**What this task involves:**
State how many lines in the records below include the word "FastHashMap". Give nothing but that number.

**Information given:**
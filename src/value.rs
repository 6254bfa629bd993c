//! The Value Model: a tagged-variant tree shared by encoder and decoder.
//!
//! Dictionaries use [`IndexMap`] so iteration order is deterministic
//! (insertion order), while `PartialEq` still compares by key/value pairs
//! regardless of order. That is exactly the structural equality the
//! round-trip contract promises: `decode(encode("root", x))` equals `x` by
//! value, never by reference identity.

use indexmap::IndexMap;

/// An ordered mapping from text keys to values. Keys are unique.
pub type Dictionary = IndexMap<String, Value>;

/// A node in the property-list tree.
///
/// Arrays are contractually homogeneous: every element the same variant. The
/// encoder does not fail on a heterogeneous array, it substitutes a
/// diagnostic text value (see [`encoder`](crate::encoder)).
#[derive(Debug, Clone, PartialEq, Default)]
pub enum Value {
    /// The absent/default value. Also what the decoder degrades to on
    /// malformed input.
    #[default]
    Null,
    Bool(bool),
    /// Unsigned 64-bit integer (`0x1_` objects on the wire).
    Integer(u64),
    /// IEEE-754 double (`0x23` on the wire, always 8 bytes).
    Real(f64),
    /// Seconds since the Unix epoch (`0x33` on the wire).
    ///
    /// The real Apple format counts seconds since 2001-01-01; this codec is
    /// internally self-consistent but not interoperable with third-party
    /// bplist readers on dates.
    DateTime(i64),
    ByteString(Vec<u8>),
    Text(String),
    Array(Vec<Value>),
    Dictionary(Dictionary),
}

impl Value {
    /// Looks up `key` in a dictionary value.
    ///
    /// Returns `None` when `self` is not a dictionary or the key is absent,
    /// mirroring the historical `GetValue` behaviour of returning the null
    /// value in both cases.
    pub fn lookup(&self, key: &str) -> Option<&Value> {
        match self {
            Value::Dictionary(map) => map.get(key),
            _ => None,
        }
    }

    pub fn is_null(&self) -> bool {
        matches!(self, Value::Null)
    }

    pub fn as_str(&self) -> Option<&str> {
        match self {
            Value::Text(s) => Some(s),
            _ => None,
        }
    }

    pub fn as_integer(&self) -> Option<u64> {
        match self {
            Value::Integer(n) => Some(*n),
            _ => None,
        }
    }

    pub fn as_real(&self) -> Option<f64> {
        match self {
            Value::Real(r) => Some(*r),
            _ => None,
        }
    }

    pub fn as_bytes(&self) -> Option<&[u8]> {
        match self {
            Value::ByteString(b) => Some(b),
            _ => None,
        }
    }

    pub fn as_array(&self) -> Option<&[Value]> {
        match self {
            Value::Array(list) => Some(list),
            _ => None,
        }
    }

    pub fn as_dictionary(&self) -> Option<&Dictionary> {
        match self {
            Value::Dictionary(map) => Some(map),
            _ => None,
        }
    }
}

impl From<bool> for Value {
    fn from(v: bool) -> Self {
        Value::Bool(v)
    }
}

impl From<u64> for Value {
    fn from(v: u64) -> Self {
        Value::Integer(v)
    }
}

impl From<f64> for Value {
    fn from(v: f64) -> Self {
        Value::Real(v)
    }
}

impl From<&str> for Value {
    fn from(v: &str) -> Self {
        Value::Text(v.to_string())
    }
}

impl From<String> for Value {
    fn from(v: String) -> Self {
        Value::Text(v)
    }
}

impl From<Vec<u8>> for Value {
    fn from(v: Vec<u8>) -> Self {
        Value::ByteString(v)
    }
}

impl From<Vec<Value>> for Value {
    fn from(v: Vec<Value>) -> Self {
        Value::Array(v)
    }
}

impl From<Dictionary> for Value {
    fn from(v: Dictionary) -> Self {
        Value::Dictionary(v)
    }
}
//! Serialiser registry: Media Type → serialiser factory.
//!
//! The HTTP layer negotiates a response format from the Accept header and
//! asks this registry for a matching serialiser. Registration is explicit, a
//! `SerialiserRegistry` is built at process start (normally via
//! [`SerialiserRegistry::with_default_serialisers`]) and handed to whoever
//! needs it. There is no global constructor magic and no process-wide
//! mutable state.

use crate::value::{Dictionary, Value};
use crate::{encoder, media_type, xml, FastHashMap};

/// Serialises one named top-level property into a response body.
pub trait Serialiser {
    /// The Content-Type of the produced body.
    fn content_type(&self) -> &'static str;

    /// Serialises the property. Infallible by contract: formats with
    /// internal failure modes degrade to an empty body.
    fn serialise(&self, name: &str, value: &Value) -> Vec<u8>;
}

/// The binary plist wire codec as a response serialiser.
#[derive(Debug, Default, Clone, Copy)]
pub struct BinaryPlistSerialiser;

impl Serialiser for BinaryPlistSerialiser {
    fn content_type(&self) -> &'static str {
        media_type::MEDIA_TYPE_APPLE_BINARY_PLIST
    }

    fn serialise(&self, name: &str, value: &Value) -> Vec<u8> {
        encoder::encode(name, value)
    }
}

/// The human-readable XML plist as a response serialiser.
#[derive(Debug, Default, Clone, Copy)]
pub struct XmlPlistSerialiser;

impl Serialiser for XmlPlistSerialiser {
    fn content_type(&self) -> &'static str {
        media_type::MEDIA_TYPE_XML_PLIST
    }

    fn serialise(&self, name: &str, value: &Value) -> Vec<u8> {
        // Same shape as the binary codec: one named top-level property.
        let mut top = Dictionary::new();
        top.insert(name.to_string(), value.clone());
        match xml::to_xml(&Value::Dictionary(top)) {
            Ok(body) => body.into_bytes(),
            Err(e) => {
                log::warn!("XML plist serialisation failed: {e}");
                Vec::new()
            }
        }
    }
}

type SerialiserFactory = fn() -> Box<dyn Serialiser>;

/// Explicit mapping from Media Type to serialiser constructor.
#[derive(Default)]
pub struct SerialiserRegistry {
    factories: FastHashMap<String, SerialiserFactory>,
}

impl SerialiserRegistry {
    pub fn new() -> Self {
        Self::default()
    }

    /// A registry with the plist serialisers under their usual Media Types.
    pub fn with_default_serialisers() -> Self {
        let mut registry = Self::new();
        registry.register(media_type::MEDIA_TYPE_BINARY_PLIST, || {
            Box::new(BinaryPlistSerialiser)
        });
        registry.register(media_type::MEDIA_TYPE_APPLE_BINARY_PLIST, || {
            Box::new(BinaryPlistSerialiser)
        });
        registry.register(media_type::MEDIA_TYPE_XML_PLIST, || {
            Box::new(XmlPlistSerialiser)
        });
        registry.register(media_type::MEDIA_TYPE_PLIST, || {
            Box::new(XmlPlistSerialiser)
        });
        registry
    }

    /// Registers `factory` for `content_type`, replacing any previous entry.
    pub fn register(&mut self, content_type: &str, factory: SerialiserFactory) {
        self.factories.insert(content_type.to_string(), factory);
    }

    /// Creates a serialiser for `content_type`, or `None` when the type is
    /// not registered.
    pub fn create(&self, content_type: &str) -> Option<Box<dyn Serialiser>> {
        self.factories.get(content_type).map(|factory| factory())
    }

    pub fn contains(&self, content_type: &str) -> bool {
        self.factories.contains_key(content_type)
    }

    /// Registered Media Types, for Accept-header negotiation.
    pub fn content_types(&self) -> impl Iterator<Item = &str> {
        self.factories.keys().map(String::as_str)
    }
}
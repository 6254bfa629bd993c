//! Object markers of the binary plist wire format.
//!
//! Every object starts with one tag byte: the upper nibble selects the type,
//! the lower nibble carries an inline count of 0–14 (0xF means the true count
//! follows as an embedded unsigned-integer object). The singletons
//! null/false/true/fill occupy the whole byte.

/// Null singleton (whole tag byte).
pub const NULL: u8 = 0x00;
/// Boolean false singleton (whole tag byte).
pub const FALSE: u8 = 0x08;
/// Boolean true singleton (whole tag byte).
pub const TRUE: u8 = 0x09;
/// Fill byte (whole tag byte). Never emitted, skipped on input.
pub const FILL: u8 = 0x0F;
/// Unsigned integer; lower nibble is log2 of the byte width.
pub const UINT: u8 = 0x10;
/// IEEE-754 real; lower nibble is log2 of the byte width.
pub const REAL: u8 = 0x20;
/// Date as an 8-byte real; lower nibble is always 3 (2^3 bytes).
pub const DATE: u8 = 0x30;
/// Raw byte string.
pub const DATA: u8 = 0x40;
/// ASCII (Latin-1) string. Decoded only, the encoder always emits UNICODE.
pub const ASCII: u8 = 0x50;
/// UTF-16BE string; count is in 16-bit units.
pub const UNICODE: u8 = 0x60;
/// UID object. Not supported, decodes to null.
pub const UID: u8 = 0x70;
/// Array of object references.
pub const ARRAY: u8 = 0xA0;
/// Set of object references. Decoded like an array.
pub const SET: u8 = 0xC0;
/// Dictionary: count key references then count value references.
pub const DICT: u8 = 0xD0;

/// Largest count that fits the inline nibble. 0xF is the escape value.
pub const MAX_INLINE_COUNT: u64 = 0x0E;

/// The type nibble of a tag byte.
#[inline]
pub fn marker(tag: u8) -> u8 {
    tag & 0xF0
}

/// The count nibble of a tag byte.
#[inline]
pub fn count_nibble(tag: u8) -> u8 {
    tag & 0x0F
}

#[cfg(test)]
mod tests {
    use super::*;

    #[test]
    fn marker_und_count_nibble() {
        assert_eq!(marker(0xD1), DICT);
        assert_eq!(count_nibble(0xD1), 1);
        assert_eq!(marker(0x6F), UNICODE);
        assert_eq!(count_nibble(0x6F), 0x0F);
    }

    #[test]
    fn singletons_use_the_whole_byte() {
        assert_eq!(marker(FALSE), NULL);
        assert_eq!(marker(TRUE), NULL);
        assert_eq!(count_nibble(FALSE), 0x08);
        assert_eq!(count_nibble(TRUE), 0x09);
    }

    #[test]
    fn inline_count_boundary() {
        assert_eq!(MAX_INLINE_COUNT, 14);
        assert_eq!(UNICODE | (MAX_INLINE_COUNT as u8), 0x6E);
    }
}
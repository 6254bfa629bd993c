//! Central error types for the binary plist codec.
//!
//! The decoder is deliberately best-effort: historically it never surfaced an
//! error to callers, it degraded to a null value at the affected node. These
//! types exist for the internal read paths and the XML writer; the public
//! [`decode`](crate::decode) entry point still collapses every failure to
//! [`Value::Null`](crate::Value::Null), because the rest of the system
//! depends on the decoder never throwing.

use core::fmt;

/// Failure modes of the binary plist read paths.
#[derive(Debug, Clone, PartialEq, Eq)]
#[non_exhaustive]
pub enum Error {
    /// The buffer does not start with the `bplist00` magic/version bytes.
    MalformedHeader,
    /// The buffer ended before a complete structure could be read.
    TruncatedBuffer {
        /// Bytes the read required.
        needed: usize,
        /// Bytes actually available from the read position.
        available: usize,
    },
    /// An object marker nibble that this codec does not understand.
    UnknownTag(u8),
    /// An object reference outside the object table.
    OutOfRangeReference { index: u64, count: u64 },
    /// An integer/offset/reference width other than the supported 1/2/3/4/8.
    UnsupportedWidth(u8),
    /// A dictionary key object did not decode to a text value.
    InvalidDictionaryKey,
    /// Container nesting exceeded the recursion limit (cyclic references).
    RecursionLimitExceeded,
    /// Writing the XML export failed.
    IoError(String),
}

impl fmt::Display for Error {
    fn fmt(&self, f: &mut fmt::Formatter<'_>) -> fmt::Result {
        match self {
            Self::MalformedHeader => write!(f, "unrecognised start sequence, not a bplist00 stream"),
            Self::TruncatedBuffer { needed, available } => {
                write!(f, "truncated buffer: needed {needed} bytes, {available} available")
            }
            Self::UnknownTag(tag) => write!(f, "unknown object tag 0x{tag:02X}"),
            Self::OutOfRangeReference { index, count } => {
                write!(f, "object reference {index} outside object table (count {count})")
            }
            Self::UnsupportedWidth(size) => {
                write!(f, "unsupported integer width {size}, expected 1/2/3/4/8")
            }
            Self::InvalidDictionaryKey => write!(f, "dictionary key is not a text value"),
            Self::RecursionLimitExceeded => write!(f, "container nesting exceeds recursion limit"),
            Self::IoError(msg) => write!(f, "IO error: {msg}"),
        }
    }
}

impl std::error::Error for Error {}

/// A convenience `Result` type alias using [`Error`].
pub type Result<T> = core::result::Result<T, Error>;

**Problem solution:**
2